Work item
Please give back word for word the lines of the material below between the line containing "self.inner.read().unwrap().conversation_id.clone()" and the line containing "responsible for keeping", inclusive.

Dataset records
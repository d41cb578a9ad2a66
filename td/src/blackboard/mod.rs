//! Concurrency-safe working memory for a single request (spec.md §3, §4.4).
//!
//! A [`Blackboard`] is created when the lobe executive is invoked for a
//! request and destroyed when the response is built; it is never shared
//! across requests. Lobes cooperate by reading and writing through a
//! shared `Arc<Blackboard>` clone.

use std::collections::HashMap;
use std::sync::RwLock;
use std::sync::atomic::{AtomicBool, Ordering};

use serde_json::Value;

/// A detected entity span within the raw request input. Intervals are
/// half-open `[start, end)` and must lie within the input (spec.md §4.4).
#[derive(Debug, Clone, PartialEq)]
pub struct Entity {
    pub entity_type: String,
    pub value: String,
    pub start: usize,
    pub end: usize,
}

/// A retrieved or inferred memory/knowledge passage.
#[derive(Debug, Clone)]
pub struct Memory {
    pub content: String,
    pub relevance: f32,
}

/// User-scoped affect/expertise signals consulted by lobes when shaping
/// their output (spec.md §3, "UserState?").
#[derive(Debug, Clone, Default)]
pub struct UserState {
    pub expertise: Option<String>,
    pub mood: Option<String>,
    pub tone: Option<String>,
}

struct Inner {
    conversation_id: String,
    memories: Vec<Memory>,
    entities: Vec<Entity>,
    user_state: Option<UserState>,
    overall_confidence: f32,
    fields: HashMap<String, Value>,
}

/// Concurrency-safe shared working memory for one request (spec.md §3,
/// §4.4: "Blackboard").
///
/// `clone()` produces an immutable snapshot and freezes the original: all
/// subsequent writes to the original are silently dropped rather than
/// panicking (spec.md §9, design note on blackboard clone semantics).
pub struct Blackboard {
    inner: RwLock<Inner>,
    frozen: AtomicBool,
}

impl Blackboard {
    pub fn new(conversation_id: impl Into<String>) -> Self {
        Self {
            inner: RwLock::new(Inner {
                conversation_id: conversation_id.into(),
                memories: Vec::new(),
                entities: Vec::new(),
                user_state: None,
                overall_confidence: 0.0,
                fields: HashMap::new(),
            }),
            frozen: AtomicBool::new(false),
        }
    }

    pub fn conversation_id(&self) -> String {
        self.inner.read().unwrap().conversation_id.clone()
    }

    pub fn is_frozen(&self) -> bool {
        self.frozen.load(Ordering::Acquire)
    }

    /// Read a free-form field previously written with [`Blackboard::set`].
    pub fn get(&self, key: &str) -> Option<Value> {
        self.inner.read().unwrap().fields.get(key).cloned()
    }

    /// Write a free-form field. A no-op once this blackboard is frozen.
    pub fn set(&self, key: impl Into<String>, value: Value) {
        if self.is_frozen() {
            return;
        }
        self.inner.write().unwrap().fields.insert(key.into(), value);
    }

    /// Append a memory. Safe under concurrent calls: no item is lost.
    pub fn add_memory(&self, memory: Memory) {
        if self.is_frozen() {
            return;
        }
        self.inner.write().unwrap().memories.push(memory);
    }

    pub fn memories(&self) -> Vec<Memory> {
        self.inner.read().unwrap().memories.clone()
    }

    /// Append an entity. Intervals are not validated here — callers
    /// (the stage that extracted the entity) are responsible for keeping
    /// `[start, end)` within the raw input.
    pub fn add_entity(&self, entity: Entity) {
        if self.is_frozen() {
            return;
        }
        self.inner.write().unwrap().entities.push(entity);
    }

    /// Entities sorted by `start` (spec.md §4.4: "Entities remain sorted by
    /// `start` on read").
    pub fn entities(&self) -> Vec<Entity> {
        let mut entities = self.inner.read().unwrap().entities.clone();
        entities.sort_by_key(|e| e.start);
        entities
    }

    pub fn set_user_state(&self, state: UserState) {
        if self.is_frozen() {
            return;
        }
        self.inner.write().unwrap().user_state = Some(state);
    }

    pub fn user_state(&self) -> Option<UserState> {
        self.inner.read().unwrap().user_state.clone()
    }

    /// Merge a new confidence reading into the running overall confidence,
    /// clamped to `[0,1]` (spec.md §3: `OverallConfidence ∈ [0,1]`).
    pub fn set_overall_confidence(&self, confidence: f32) {
        if self.is_frozen() {
            return;
        }
        self.inner.write().unwrap().overall_confidence = confidence.clamp(0.0, 1.0);
    }

    pub fn overall_confidence(&self) -> f32 {
        self.inner.read().unwrap().overall_confidence
    }

    /// Produce an immutable snapshot. The receiver (`self`) is frozen as a
    /// side effect; any write issued to it afterward is a no-op, and
    /// previously returned snapshots are never affected (spec.md §4.4,
    /// testable property #6).
    pub fn clone_frozen(&self) -> Blackboard {
        self.frozen.store(true, Ordering::Release);
        let guard = self.inner.read().unwrap();
        Blackboard {
            inner: RwLock::new(Inner {
                conversation_id: guard.conversation_id.clone(),
                memories: guard.memories.clone(),
                entities: guard.entities.clone(),
                user_state: guard.user_state.clone(),
                overall_confidence: guard.overall_confidence,
                fields: guard.fields.clone(),
            }),
            frozen: AtomicBool::new(true),
        }
    }
}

Answer area
        self.inner.read().unwrap().conversation_id.clone()
    }

    pub fn is_frozen(&self) -> bool {
        self.frozen.load(Ordering::Acquire)
    }

    /// Read a free-form field previously written with [`Blackboard::set`].
    pub fn get(&self, key: &str) -> Option<Value> {
        self.inner.read().unwrap().fields.get(key).cloned()
    }

    /// Write a free-form field. A no-op once this blackboard is frozen.
    pub fn set(&self, key: impl Into<String>, value: Value) {
        if self.is_frozen() {
            return;
        }
        self.inner.write().unwrap().fields.insert(key.into(), value);
    }

    /// Append a memory. Safe under concurrent calls: no item is lost.
    pub fn add_memory(&self, memory: Memory) {
        if self.is_frozen() {
            return;
        }
        self.inner.write().unwrap().memories.push(memory);
    }

    pub fn memories(&self) -> Vec<Memory> {
        self.inner.read().unwrap().memories.clone()
    }

    /// Append an entity. Intervals are not validated here — callers
    /// (the stage that extracted the entity) are responsible for keeping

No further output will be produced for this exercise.